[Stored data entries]
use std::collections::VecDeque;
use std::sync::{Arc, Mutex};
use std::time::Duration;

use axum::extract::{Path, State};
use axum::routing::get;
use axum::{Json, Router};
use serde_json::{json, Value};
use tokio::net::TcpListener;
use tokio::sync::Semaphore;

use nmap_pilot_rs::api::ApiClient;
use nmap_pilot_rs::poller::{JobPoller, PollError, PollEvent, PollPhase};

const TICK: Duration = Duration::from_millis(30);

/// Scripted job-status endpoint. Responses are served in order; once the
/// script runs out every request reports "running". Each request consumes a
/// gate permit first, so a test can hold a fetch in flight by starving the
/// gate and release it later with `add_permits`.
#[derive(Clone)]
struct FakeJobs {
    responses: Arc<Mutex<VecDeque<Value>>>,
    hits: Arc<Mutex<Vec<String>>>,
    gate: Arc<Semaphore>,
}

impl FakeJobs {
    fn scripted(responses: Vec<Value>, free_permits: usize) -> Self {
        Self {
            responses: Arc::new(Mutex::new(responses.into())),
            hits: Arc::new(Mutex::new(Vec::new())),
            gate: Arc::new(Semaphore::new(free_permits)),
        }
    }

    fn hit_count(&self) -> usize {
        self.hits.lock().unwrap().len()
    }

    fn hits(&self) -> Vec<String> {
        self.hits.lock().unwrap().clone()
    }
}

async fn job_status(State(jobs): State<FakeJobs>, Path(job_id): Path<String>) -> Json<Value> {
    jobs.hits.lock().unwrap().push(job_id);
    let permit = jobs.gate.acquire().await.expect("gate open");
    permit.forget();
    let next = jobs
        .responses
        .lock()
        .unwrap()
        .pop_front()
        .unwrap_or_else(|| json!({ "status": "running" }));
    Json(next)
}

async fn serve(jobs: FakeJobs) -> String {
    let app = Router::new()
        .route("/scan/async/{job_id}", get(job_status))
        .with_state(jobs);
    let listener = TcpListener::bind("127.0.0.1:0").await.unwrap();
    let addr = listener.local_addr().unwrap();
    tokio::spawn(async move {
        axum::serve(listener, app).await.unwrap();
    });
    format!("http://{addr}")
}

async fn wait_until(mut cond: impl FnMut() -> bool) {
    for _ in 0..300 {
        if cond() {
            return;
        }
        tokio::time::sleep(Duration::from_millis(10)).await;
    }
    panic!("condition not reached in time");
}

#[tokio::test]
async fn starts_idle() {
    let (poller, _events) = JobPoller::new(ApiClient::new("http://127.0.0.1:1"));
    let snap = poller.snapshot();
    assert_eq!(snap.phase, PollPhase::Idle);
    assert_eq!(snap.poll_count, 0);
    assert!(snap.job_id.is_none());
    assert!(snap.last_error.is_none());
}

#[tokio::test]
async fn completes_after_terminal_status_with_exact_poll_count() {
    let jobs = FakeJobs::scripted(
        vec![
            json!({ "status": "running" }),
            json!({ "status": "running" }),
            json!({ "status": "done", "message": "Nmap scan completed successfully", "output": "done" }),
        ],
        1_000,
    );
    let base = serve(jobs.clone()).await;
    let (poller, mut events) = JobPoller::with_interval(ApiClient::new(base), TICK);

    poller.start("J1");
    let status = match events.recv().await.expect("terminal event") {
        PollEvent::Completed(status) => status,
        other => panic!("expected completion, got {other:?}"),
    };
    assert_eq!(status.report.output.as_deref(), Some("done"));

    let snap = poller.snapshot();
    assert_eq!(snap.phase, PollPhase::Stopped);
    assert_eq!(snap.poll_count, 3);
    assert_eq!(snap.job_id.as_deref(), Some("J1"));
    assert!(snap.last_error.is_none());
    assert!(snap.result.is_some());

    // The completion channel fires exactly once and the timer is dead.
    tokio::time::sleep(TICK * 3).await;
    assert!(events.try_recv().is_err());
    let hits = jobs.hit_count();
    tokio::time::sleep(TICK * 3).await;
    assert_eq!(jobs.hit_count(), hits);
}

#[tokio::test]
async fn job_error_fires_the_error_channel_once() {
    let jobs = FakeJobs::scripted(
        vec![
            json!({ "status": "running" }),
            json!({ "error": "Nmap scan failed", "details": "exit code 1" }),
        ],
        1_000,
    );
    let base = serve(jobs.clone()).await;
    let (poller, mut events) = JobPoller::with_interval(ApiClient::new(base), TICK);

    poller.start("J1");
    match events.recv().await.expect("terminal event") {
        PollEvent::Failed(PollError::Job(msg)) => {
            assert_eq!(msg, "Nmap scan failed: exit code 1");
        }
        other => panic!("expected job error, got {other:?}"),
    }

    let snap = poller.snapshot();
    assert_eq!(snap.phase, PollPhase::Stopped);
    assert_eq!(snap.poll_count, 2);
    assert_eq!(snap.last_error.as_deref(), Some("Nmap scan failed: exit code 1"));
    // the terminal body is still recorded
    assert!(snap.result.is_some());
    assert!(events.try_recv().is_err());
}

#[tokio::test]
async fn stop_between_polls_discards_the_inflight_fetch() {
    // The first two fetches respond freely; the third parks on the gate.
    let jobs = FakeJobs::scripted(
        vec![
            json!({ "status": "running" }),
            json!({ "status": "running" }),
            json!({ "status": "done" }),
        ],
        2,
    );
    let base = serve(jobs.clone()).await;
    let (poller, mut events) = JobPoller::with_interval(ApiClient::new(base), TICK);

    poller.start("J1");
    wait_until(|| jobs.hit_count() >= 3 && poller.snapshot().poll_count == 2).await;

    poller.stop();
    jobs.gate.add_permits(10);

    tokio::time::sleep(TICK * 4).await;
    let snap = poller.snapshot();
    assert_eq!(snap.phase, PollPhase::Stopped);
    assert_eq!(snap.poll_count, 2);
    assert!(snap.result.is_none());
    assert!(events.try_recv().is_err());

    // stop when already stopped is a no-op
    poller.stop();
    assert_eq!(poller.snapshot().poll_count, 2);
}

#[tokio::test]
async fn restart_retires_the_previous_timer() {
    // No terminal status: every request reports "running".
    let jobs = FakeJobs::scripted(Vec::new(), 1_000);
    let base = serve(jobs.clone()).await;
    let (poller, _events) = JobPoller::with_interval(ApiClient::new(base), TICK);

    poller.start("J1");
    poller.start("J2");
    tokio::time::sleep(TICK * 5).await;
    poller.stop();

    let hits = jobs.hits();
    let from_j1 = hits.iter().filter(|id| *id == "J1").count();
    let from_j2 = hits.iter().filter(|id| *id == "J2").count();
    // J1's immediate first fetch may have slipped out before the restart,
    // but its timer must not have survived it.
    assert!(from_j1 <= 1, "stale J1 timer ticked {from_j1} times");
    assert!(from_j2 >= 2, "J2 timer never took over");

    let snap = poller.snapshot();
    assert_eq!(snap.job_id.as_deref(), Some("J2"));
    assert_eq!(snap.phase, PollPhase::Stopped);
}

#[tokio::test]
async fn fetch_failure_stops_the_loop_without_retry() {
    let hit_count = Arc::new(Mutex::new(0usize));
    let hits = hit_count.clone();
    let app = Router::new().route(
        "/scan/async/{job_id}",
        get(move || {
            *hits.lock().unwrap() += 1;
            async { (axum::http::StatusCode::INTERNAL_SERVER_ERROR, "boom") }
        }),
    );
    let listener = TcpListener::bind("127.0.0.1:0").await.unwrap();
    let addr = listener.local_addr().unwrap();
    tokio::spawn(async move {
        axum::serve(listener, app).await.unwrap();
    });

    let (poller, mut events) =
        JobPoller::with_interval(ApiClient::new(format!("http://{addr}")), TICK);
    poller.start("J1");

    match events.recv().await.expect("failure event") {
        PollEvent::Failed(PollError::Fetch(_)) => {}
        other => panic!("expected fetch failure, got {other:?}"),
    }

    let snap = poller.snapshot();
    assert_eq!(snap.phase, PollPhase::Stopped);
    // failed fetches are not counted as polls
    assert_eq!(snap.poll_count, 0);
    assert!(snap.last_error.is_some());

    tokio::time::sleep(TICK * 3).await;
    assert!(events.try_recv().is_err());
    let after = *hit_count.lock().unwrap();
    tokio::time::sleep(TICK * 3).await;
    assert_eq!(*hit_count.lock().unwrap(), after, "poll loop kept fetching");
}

**Exercise requirements:**
Among the lines above, find those holding "filter" and copy each one.

**Output:**
    let from_j1 = hits.iter().filter(|id| *id == "J1").count();
    let from_j2 = hits.iter().filter(|id| *id == "J2").count();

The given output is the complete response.